Atölye BİA'nın 28 Nisan - 2 Mayıs tarihleri arasında düzenlediği beş günlük İklim Haberciliği Atölyesi’nin dördüncü gününde akademisyen Ece Baykal Fide, gazeteci Özer Akdemir, gazeteci Pelin Cengiz bizlerleydi. Atölyenin son gününde ise akademisyen Ali Alper Akyüz, gazeteci Elif Ünal ve bianet kadın-LGBTİ+ editörü Evrim Kepenek aramızdaydı.
Farklı şehir, üniversite ve mesleklerden 15 kişinin katıldığı İklim Haberciliği Atölyesi’nin 1 Mayıs oturumunda; iklim ve medya, iklim ve medyada sahadan deneyimler, yeşil yıkama ve medyanın rolü, 2 Mayıs oturumunda ise iklim iletişimi, iklim haberlerinde görsel, toplumsal cinsiyet ve iklim krizi üzerine konuşuldu.

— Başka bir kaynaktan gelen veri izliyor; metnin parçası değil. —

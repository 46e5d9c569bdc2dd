//! Occupant lifecycle: spawning actors for populated cells and tearing them
//! down again when a cell is destroyed.

use std::collections::{BTreeSet, HashMap};

use once_cell::sync::Lazy;
use tracing::{error, info, warn};

use crate::components::{CellType, OccupantHandle, WorldPosition};
use crate::error::{GridError, Result};
use crate::grid::GridStore;
use crate::resolver::CoordinateResolver;

// ============================================================================
// Collaborators
// ============================================================================

/// The actor-spawning side of the engine. It owns every occupant; the grid
/// only keeps the handles it returns.
pub trait Spawner {
    /// Whether a prototype for `cell_type` is registered.
    fn has_class(&self, cell_type: CellType) -> bool;

    fn spawn(&mut self, cell_type: CellType, position: WorldPosition) -> Result<OccupantHandle>;

    /// Returns whether the occupant was actually destroyed.
    fn destroy(&mut self, handle: OccupantHandle) -> bool;
}

/// Fire-and-forget notifications.
pub trait EventSink {
    fn notify_generation_complete(&mut self);
}

impl<F: FnMut()> EventSink for F {
    fn notify_generation_complete(&mut self) {
        self()
    }
}

/// Discards every notification.
#[derive(Debug, Clone, Copy, Default)]
pub struct NoEvents;

impl EventSink for NoEvents {
    fn notify_generation_complete(&mut self) {}
}

// ============================================================================
// Class Registry
// ============================================================================

static STANDARD_CLASSES: Lazy<HashMap<CellType, &'static str>> = Lazy::new(|| {
    HashMap::from([
        (CellType::Grass, "/Game/GroundBlock/BP_GrassGround.BP_GrassGround_C"),
        (CellType::Earth, "/Game/GroundBlock/BP_EarthGround.BP_EarthGround_C"),
        (CellType::Field, "/Game/GroundBlock/BP_FieldGround.BP_FieldGround_C"),
        (CellType::Snow, "/Game/GroundBlock/BP_SnowGround.BP_SnowGround_C"),
        (CellType::Water, "/Game/GroundBlock/BP_WaterGround.BP_WaterGround_C"),
    ])
});

/// Prototype path for each spawnable cell type.
#[derive(Debug, Clone, Default)]
pub struct ClassRegistry {
    classes: HashMap<CellType, String>,
}

impl ClassRegistry {
    /// The five ground-block prototypes.
    pub fn standard() -> Self {
        Self {
            classes: STANDARD_CLASSES
                .iter()
                .map(|(ty, path)| (*ty, (*path).to_string()))
                .collect(),
        }
    }

    pub fn empty() -> Self {
        Self::default()
    }

    pub fn register(&mut self, cell_type: CellType, path: impl Into<String>) {
        if !cell_type.is_empty() {
            self.classes.insert(cell_type, path.into());
        }
    }

    pub fn unregister(&mut self, cell_type: CellType) -> Option<String> {
        self.classes.remove(&cell_type)
    }

    pub fn contains(&self, cell_type: CellType) -> bool {
        self.classes.contains_key(&cell_type)
    }

    pub fn class_for(&self, cell_type: CellType) -> Result<&str> {
        self.classes
            .get(&cell_type)
            .map(String::as_str)
            .ok_or(GridError::SpawnClassMissing(cell_type))
    }

    /// Spawnable types with no registered prototype.
    pub fn missing(&self) -> Vec<CellType> {
        CellType::SOLID
            .into_iter()
            .filter(|ty| !self.contains(*ty))
            .collect()
    }
}

// ============================================================================
// Lifecycle Manager
// ============================================================================

/// Summary of one [`CellLifecycleManager::populate`] pass.
#[derive(Debug, Clone, Default, PartialEq, Eq)]
pub struct PopulateReport {
    pub spawned: usize,
    /// Cells that already had an occupant and were left as is.
    pub already_occupied: usize,
    /// Cells skipped because their type has no registered class.
    pub skipped: usize,
    pub failed: usize,
    pub missing_classes: Vec<CellType>,
}

/// What a destroy call did to the cell's occupant.
#[derive(Debug, Clone, Copy, PartialEq, Eq)]
pub enum DestroyOutcome {
    /// Type and temperature cleared; there was no occupant.
    Cleared,
    Destroyed(OccupantHandle),
    /// The spawner refused; the handle was dropped from the grid anyway.
    DestroyFailed(OccupantHandle),
}

#[derive(Debug, Clone, Copy, Default)]
pub struct CellLifecycleManager;

impl CellLifecycleManager {
    pub fn new() -> Self {
        Self
    }

    /// Spawn an occupant for every non-empty cell without one and record the
    /// returned handles. Emits a single generation-complete notification if
    /// anything was spawned and no spawn class was missing.
    pub fn populate<S, E>(
        &self,
        store: &mut GridStore,
        spawner: &mut S,
        events: &mut E,
    ) -> Result<PopulateReport>
    where
        S: Spawner + ?Sized,
        E: EventSink + ?Sized,
    {
        let mut report = PopulateReport::default();
        let mut missing = BTreeSet::new();
        let cell_size = store.cell_size();

        for index in 0..store.len() {
            let cell_type = store.get_type(index)?;
            if cell_type.is_empty() {
                continue;
            }
            if store.get_occupant(index)?.is_some() {
                report.already_occupied += 1;
                continue;
            }
            if !spawner.has_class(cell_type) {
                missing.insert(cell_type.ordinal());
                report.skipped += 1;
                continue;
            }

            let (x, y) = store.coords_of(index)?;
            match spawner.spawn(cell_type, WorldPosition::of_cell(x, y, cell_size)) {
                Ok(handle) => {
                    store.set_occupant(index, Some(handle))?;
                    report.spawned += 1;
                }
                Err(e) => {
                    warn!("Spawn failed for cell ({}, {}): {}", x, y, e);
                    report.failed += 1;
                }
            }
        }

        report.missing_classes = missing.into_iter().map(|o| CellType::ALL[o]).collect();
        for cell_type in &report.missing_classes {
            error!("{}", GridError::SpawnClassMissing(*cell_type));
        }

        if !report.missing_classes.is_empty() {
            error!(
                "Ground generation incomplete: {} spawned, {} skipped for missing classes",
                report.spawned, report.skipped
            );
        } else if report.spawned > 0 {
            events.notify_generation_complete();
            info!(
                "Ground instances created: {} spawned, {} failed",
                report.spawned, report.failed
            );
        } else if report.already_occupied == 0 {
            error!("Failed to create any ground instance");
        }

        Ok(report)
    }

    /// Clear one cell: type becomes `Empty`, delta temperature 0, and any
    /// occupant is destroyed and detached.
    pub fn destroy_cell<S>(
        &self,
        store: &mut GridStore,
        spawner: &mut S,
        index: usize,
    ) -> Result<DestroyOutcome>
    where
        S: Spawner + ?Sized,
    {
        store.set_type(index, CellType::Empty)?;
        store.set_delta_temperature(index, 0)?;

        let Some(handle) = store.take_occupant(index)? else {
            return Ok(DestroyOutcome::Cleared);
        };
        if spawner.destroy(handle) {
            info!("Destroyed ground block at index {}", index);
            Ok(DestroyOutcome::Destroyed(handle))
        } else {
            warn!("Failed to destroy ground block at index {}", index);
            Ok(DestroyOutcome::DestroyFailed(handle))
        }
    }

    /// Location-based destroy. An out-of-grid location is logged and the call
    /// becomes a no-op returning `None`.
    pub fn destroy_at<S>(
        &self,
        store: &mut GridStore,
        resolver: &CoordinateResolver,
        spawner: &mut S,
        world_x: f32,
        world_y: f32,
    ) -> Option<DestroyOutcome>
    where
        S: Spawner + ?Sized,
    {
        let result = resolver
            .resolve_index(store, world_x, world_y)
            .and_then(|index| self.destroy_cell(store, spawner, index));
        match result {
            Ok(outcome) => Some(outcome),
            Err(e) => {
                error!("destroy_at: {}", e);
                None
            }
        }
    }
}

İklim krizi medyada nasıl yer alıyor?
Atölyenin dördüncü gününde, akademisyen Ece Baykal Fide, "İklim krizi haber medyasında nasıl yer alıyor?, Nasıl olmalı?" soruları üzerinde durarak, Türkiye ve dünya medyasında en iyi ve en kötü iklim haberleri örneklerinden bahsetti.
*Ece Baykal Fide
İklim politikalarını anlatarak başlayan Ece Baykal Fide, IPCC’den, Kopenhang Zirvesi’nden, Paris Antlaşması sürecinden, Kyoto Protokolü’nden ve Türkiye’nin iklim politikalarından bahsetti.
"Bazı haberlerde, dünyanın sonunun geldiğini onarılmaz bir dille haberleştirildiliğini görüyoruz" diyen Fide, iklim krizinin medyada nasıl haberleştirildiğine dair şunları aktardı:
- İklim haberleri medyada, onarılmaz bir dille sunuluyor.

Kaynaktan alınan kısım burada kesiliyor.